Тридцатишестилетний А. Берли усматривал главную беду Америки в чрезвычайно высокой концентрации в промышленности. По его подсчетам, 6 тыс. директоров различных компаний практически контролировали все производство в США. Это вело к застою: «система корпораций» немногим лучше феодализма, сковывавшего производительные силы общества. Берли сосредоточил внимание на социальных последствиях монополизации. По его мнению, крупные монополисты давно перестали заботиться только о выплате дивидендов и ведении хозяйства, они рвутся к власти, они «больше похожи на принцев и министров, чем на предпринимателей и торговцев». Их мотивы легче понять, изучая царствование Александра Македонского, чем экономические теории Адама Смита. Берли вовсе не был против крупного бизнеса как такового, но он считал, что князей экономики нужно поставить под контроль государства, ибо бесконечная война в их среде, всех против всех, убийственная конкуренция ввергли страну в пучину кризиса.
Если не будут проведены эти реформы, писал Берли, «в течение сравнительно короткого времени, скажем, двадцати лет, американская и русская системы будут очень похожими друг на друга. Нет большой разницы, руководится ли вся экономика комитетом комиссаров или небольшой группой директоров». Он видел будущее для США. в том, чтобы создать «чисто нейтральную технократию», ведущую экономику на основе «коллективизма без коммунизма». Только на этих путях капитализм может выжить в мире, где Советский Союз давал блистательный пример социалистических идей в действии.
С таким идейным багажом ученые явились в Олбани и разложили его перед ФДР. По нескольку раз в неделю в кабинете губернатора собирались члены «мозгового треста». Почти всегда засиживались до последнего поезда в Нью-Йорк, иногда за спорами пропускали поезд и оставались ночевать в Олбани. Процедура совещаний установилась как-то сама собой. Тагвелл и Берли выдвигали все новые и новые идеи. О’Коннор обрушивался на них с позиций здравого смысла.

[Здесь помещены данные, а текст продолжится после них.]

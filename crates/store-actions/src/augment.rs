//! The augmentation engine: turns a [`StoreDefinition`] into an
//! [`AugmentedStore`] whose generated actions are bound to a
//! [`StateBinding`].
//!
//! ```
//! use store_actions::{augment, StateBinding, StoreDefinition};
//! use serde_json::{json, Value};
//! use std::sync::{Arc, Mutex};
//!
//! let state = Arc::new(Mutex::new(json!({"count": 0})));
//! let (read, write) = (state.clone(), state.clone());
//! let binding = StateBinding::new(
//!     move || read.lock().unwrap().clone(),
//!     move |partial| {
//!         if let Value::Object(obj) = &mut *write.lock().unwrap() {
//!             obj.extend(partial);
//!         }
//!     },
//! );
//!
//! let store = augment(&StoreDefinition::new("Counter").number("count", 0), binding);
//! store.actions("count").unwrap().increment().unwrap();
//! assert_eq!(state.lock().unwrap()["count"], 1);
//! ```

use crate::action::{
    Action, ArrayActions, BooleanActions, FieldActions, ItemAction, ItemPredicate, NumberActions,
    ValueGetter, ValueSetter,
};
use crate::{
    ActionDescriptor, ActionKind, StateBinding, StoreDefinition, StoreError, StoreResult, TypeTag,
};
use serde_json::{Map, Value};
use std::collections::HashMap;
use std::sync::Arc;

/// A store definition's base instance plus its generated action table.
#[derive(Clone, Debug)]
pub struct AugmentedStore {
    name: String,
    data: Map<String, Value>,
    fields: Vec<FieldActions>,
    by_field: HashMap<String, usize>,
    by_name: HashMap<String, (usize, ActionKind)>,
}

impl AugmentedStore {
    /// Name of the definition this store was built from.
    pub fn name(&self) -> &str {
        &self.name
    }

    /// The base instance: every declared field with its default value.
    pub fn data(&self) -> &Map<String, Value> {
        &self.data
    }

    /// Action table of a tagged field.
    pub fn actions(&self, field: &str) -> StoreResult<&FieldActions> {
        self.by_field
            .get(field)
            .map(|&i| &self.fields[i])
            .ok_or_else(|| StoreError::field_not_found(field))
    }

    /// Whether `field` received generated actions.
    pub fn has_actions(&self, field: &str) -> bool {
        self.by_field.contains_key(field)
    }

    /// Action tables in field declaration order.
    pub fn fields(&self) -> impl Iterator<Item = &FieldActions> {
        self.fields.iter()
    }

    /// Whether a generated action with this flat name exists.
    pub fn has_action(&self, name: &str) -> bool {
        self.by_name.contains_key(name)
    }

    /// Every action reachable by flat name, in field order then kind order.
    ///
    /// When two fields generate the same name, only the later field's
    /// action is listed; the earlier one stays reachable through
    /// [`AugmentedStore::actions`].
    pub fn descriptors(&self) -> Vec<ActionDescriptor> {
        self.fields
            .iter()
            .enumerate()
            .flat_map(|(index, field)| {
                field
                    .descriptors()
                    .into_iter()
                    .filter(move |d| {
                        self.by_name
                            .get(&d.generated_name)
                            .is_some_and(|&(owner, _)| owner == index)
                    })
            })
            .collect()
    }

    /// Flat names of every generated action.
    pub fn action_names(&self) -> Vec<String> {
        self.descriptors()
            .into_iter()
            .map(|d| d.generated_name)
            .collect()
    }

    /// Call a generated action by its flat name (`incrementCount`,
    /// `bearsHasItem`, ...).
    pub fn invoke(&self, name: &str, argument: Option<Value>) -> StoreResult<Option<Value>> {
        let &(index, kind) = self
            .by_name
            .get(name)
            .ok_or_else(|| StoreError::action_not_found(name))?;
        self.fields[index].invoke(kind, argument)
    }
}

/// Build the initializer a state container calls with its `get`/`set` pair.
pub fn initializer(
    definition: StoreDefinition,
) -> impl Fn(StateBinding) -> AugmentedStore + Send + Sync + 'static {
    move |binding| augment(&definition, binding)
}

/// Instantiate `definition` and attach actions for every tagged field.
pub fn augment(definition: &StoreDefinition, binding: StateBinding) -> AugmentedStore {
    let data = definition.instantiate();
    let mut fields = Vec::new();
    let mut by_field = HashMap::new();
    let mut by_name = HashMap::new();

    for field in definition.field_names() {
        let Some(tag) = definition.lookup(field) else {
            tracing::trace!(store = definition.name(), field, "skipping untagged field");
            continue;
        };

        let actions = synthesize(field, tag, &binding);
        let index = fields.len();
        for kind in actions.kinds() {
            let name = kind.action_name(field);
            if let Some((previous, _)) = by_name.insert(name.clone(), (index, kind)) {
                tracing::debug!(
                    store = definition.name(),
                    action = %name,
                    shadowed_field = fields
                        .get(previous)
                        .map(FieldActions::field)
                        .unwrap_or_default(),
                    "generated action name collides with an earlier field"
                );
            }
        }
        tracing::debug!(
            store = definition.name(),
            field,
            %tag,
            actions = actions.kinds().len(),
            "synthesized field actions"
        );
        by_field.insert(field.to_string(), index);
        fields.push(actions);
    }

    AugmentedStore {
        name: definition.name().to_string(),
        data,
        fields,
        by_field,
        by_name,
    }
}

/// Build the closure table for one field.
///
/// The three extra families are checked one after another without an early
/// exit; tags are disjoint, so at most one matches.
fn synthesize(field: &str, tag: TypeTag, binding: &StateBinding) -> FieldActions {
    let get: ValueGetter = {
        let binding = binding.clone();
        let field = field.to_string();
        Arc::new(move || binding.get_field(&field))
    };
    let set: ValueSetter = {
        let binding = binding.clone();
        let field = field.to_string();
        Arc::new(move |value: Value| binding.set_field(&field, value))
    };
    let mut actions = FieldActions::new(field, tag, get, set);

    if tag == TypeTag::Number {
        actions.attach_number(number_actions(field, binding));
    }
    if tag == TypeTag::Boolean {
        actions.attach_boolean(boolean_actions(field, binding));
    }
    if tag == TypeTag::Array {
        actions.attach_array(array_actions(field, binding));
    }
    actions
}

fn number_actions(field: &str, binding: &StateBinding) -> NumberActions {
    let reset: Action = {
        let binding = binding.clone();
        let field = field.to_string();
        Arc::new(move || -> StoreResult<()> {
            binding.set_field(&field, Value::from(0));
            Ok(())
        })
    };
    let increment: Action = {
        let binding = binding.clone();
        let field = field.to_string();
        Arc::new(move || -> StoreResult<()> {
            let next = add_one(&field, &binding.get_field(&field))?;
            binding.set_field(&field, next);
            Ok(())
        })
    };
    NumberActions { reset, increment }
}

fn boolean_actions(field: &str, binding: &StateBinding) -> BooleanActions {
    let binding = binding.clone();
    let field = field.to_string();
    let toggle: Action = Arc::new(move || match binding.get_field(&field) {
        Value::Bool(current) => {
            binding.set_field(&field, Value::Bool(!current));
            Ok(())
        }
        other => Err(StoreError::type_mismatch(field.as_str(), "boolean", &other)),
    });
    BooleanActions { toggle }
}

fn array_actions(field: &str, binding: &StateBinding) -> ArrayActions {
    let has_item: ItemPredicate = {
        let binding = binding.clone();
        let field = field.to_string();
        Arc::new(move |item: &Value| -> StoreResult<bool> {
            let items = current_array(&field, &binding)?;
            Ok(items.contains(item))
        })
    };
    let add: ItemAction = {
        let binding = binding.clone();
        let field = field.to_string();
        Arc::new(move |item: Value| -> StoreResult<()> {
            let mut items = current_array(&field, &binding)?;
            items.push(item);
            binding.set_field(&field, Value::Array(items));
            Ok(())
        })
    };
    let remove: ItemAction = {
        let binding = binding.clone();
        let field = field.to_string();
        Arc::new(move |item: Value| -> StoreResult<()> {
            let mut items = current_array(&field, &binding)?;
            items.retain(|existing| *existing != item);
            binding.set_field(&field, Value::Array(items));
            Ok(())
        })
    };
    ArrayActions {
        has_item,
        add,
        remove,
    }
}

fn current_array(field: &str, binding: &StateBinding) -> StoreResult<Vec<Value>> {
    match binding.get_field(field) {
        Value::Array(items) => Ok(items),
        other => Err(StoreError::type_mismatch(field, "array", &other)),
    }
}

/// `current + 1`, integral while it fits in i64/u64, float otherwise.
fn add_one(field: &str, current: &Value) -> StoreResult<Value> {
    let Value::Number(n) = current else {
        return Err(StoreError::type_mismatch(field, "number", current));
    };
    if let Some(next) = n.as_i64().and_then(|i| i.checked_add(1)) {
        return Ok(Value::from(next));
    }
    if let Some(next) = n.as_u64().and_then(|u| u.checked_add(1)) {
        return Ok(Value::from(next));
    }
    n.as_f64()
        .and_then(|f| serde_json::Number::from_f64(f + 1.0))
        .map(Value::Number)
        .ok_or_else(|| StoreError::type_mismatch(field, "finite number", current))
}
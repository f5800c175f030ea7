//! `StoreShape` implementation: the field manifest built from `Default`.

use super::TaggedField;
use crate::parse::{StoreInput, Tag};
use proc_macro2::TokenStream;
use quote::{format_ident, quote};

/// Generate `impl StoreShape for {Name}`.
pub fn generate(input: &StoreInput, fields: &[TaggedField<'_>]) -> syn::Result<TokenStream> {
    let struct_name = &input.ident;
    let actions_name = format_ident!("{}Actions", struct_name);
    let definition_name = input.definition_name();

    let declarations = fields.iter().map(|field| {
        let ident = field.input.ident();
        let key = field.input.state_key();
        let default = quote! {
            ::serde_json::to_value(&__instance.#ident).unwrap_or(::serde_json::Value::Null)
        };
        match field.tag {
            Some(tag) => {
                let tag = tag_tokens(tag);
                quote! { .tagged(#key, #default, #tag) }
            }
            None => quote! { .field(#key, #default) },
        }
    });

    Ok(quote! {
        impl ::store_actions::StoreShape for #struct_name {
            type Actions = #actions_name;

            fn definition() -> ::store_actions::StoreDefinition {
                #[allow(unused_variables)]
                let __instance: Self = ::core::default::Default::default();
                ::store_actions::StoreDefinition::new(#definition_name)
                    #(#declarations)*
            }
        }
    })
}

fn tag_tokens(tag: Tag) -> TokenStream {
    match tag {
        Tag::Number => quote!(::store_actions::TypeTag::Number),
        Tag::String => quote!(::store_actions::TypeTag::String),
        Tag::Boolean => quote!(::store_actions::TypeTag::Boolean),
        Tag::Array => quote!(::store_actions::TypeTag::Array),
        Tag::Any => quote!(::store_actions::TypeTag::Any),
    }
}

Розенман действовал в качестве адвоката дьявола, а Моли умело направлял дискуссию. Когда возникал какой-либо специальный вопрос, из Нью-Йорка привозили к обеду очередную жертву, и вот что происходило, по словам Р. Моли: «Беседа за столом была приятной, обычной и, как правило, бессодержательной. Но стоило нам перейти в кабинет рядом со столовой, как пустой болтовне приходил конец. Рузвельт, Сэм или я задавали вопрос приглашенному, и он подвергался тщательной (идейной) стрижке. Губернатор одновременно был учеником, прокурором и судьей. Он слушал гостя несколько минут с напряженным вниманием, а затем прерывал его вопросом, острота которого характерно маскировалась поистине анекдотичным согласием с точкой зрения говорившего.
Конечно, спустя короткое время и мы все наседали на гостя. Однако точные вопросы Рузвельта были ударами вечернего метронома. Интервалы между ними все сокращались. Сами вопросы становились все более глубокими – верный показатель того, сколько он уже изучил на протяжении вечера. К полуночи, когда приходило время бежать на нью-йоркский поезд, Сэм, Док (О’Коннор) и я были в изнеможении, гость (который в большинстве случаев не понимал, что его выжали, как лимон) обычно выглядел порядочно измотанным, а губернатор, презрев дальнейшие вопросы, энергично высказывался по существу обсужденных проблем, резкими взмахами мундштука подчеркивал важнейшие положения»7.
Члены «мозгового треста» были удовлетворены работой с Рузвельтом. Он оказался очень способным учеником, схватывал новые идеи на лету. Одно это уже достаточно вознаграждало профессоров за их самоотверженный труд. Им представлялось, что ФДР в целом разделяет высказанные ему мысли. Он быстро понял объяснения о разрыве между покупательной способностью масс и производительными способностями страны. Моли призывал положить конец «анархии концентрированной экономической власти, которая, подобно орудию, сорвавшемуся на фрегате во время бури, носится по палубе, сокрушая все на пути». ФДР согласился и с этим, как и с тем, что нельзя и думать о разукрупнении концернов. Однако, признает Тагвелл, «ткань политики, которую он разрабатывал, создавалась в соответствии с замыслом мастера, о котором мы не имели ни малейшего представления». «Мозговой трест» давал строительные материалы, архитектором оставался Ф. Рузвельт8.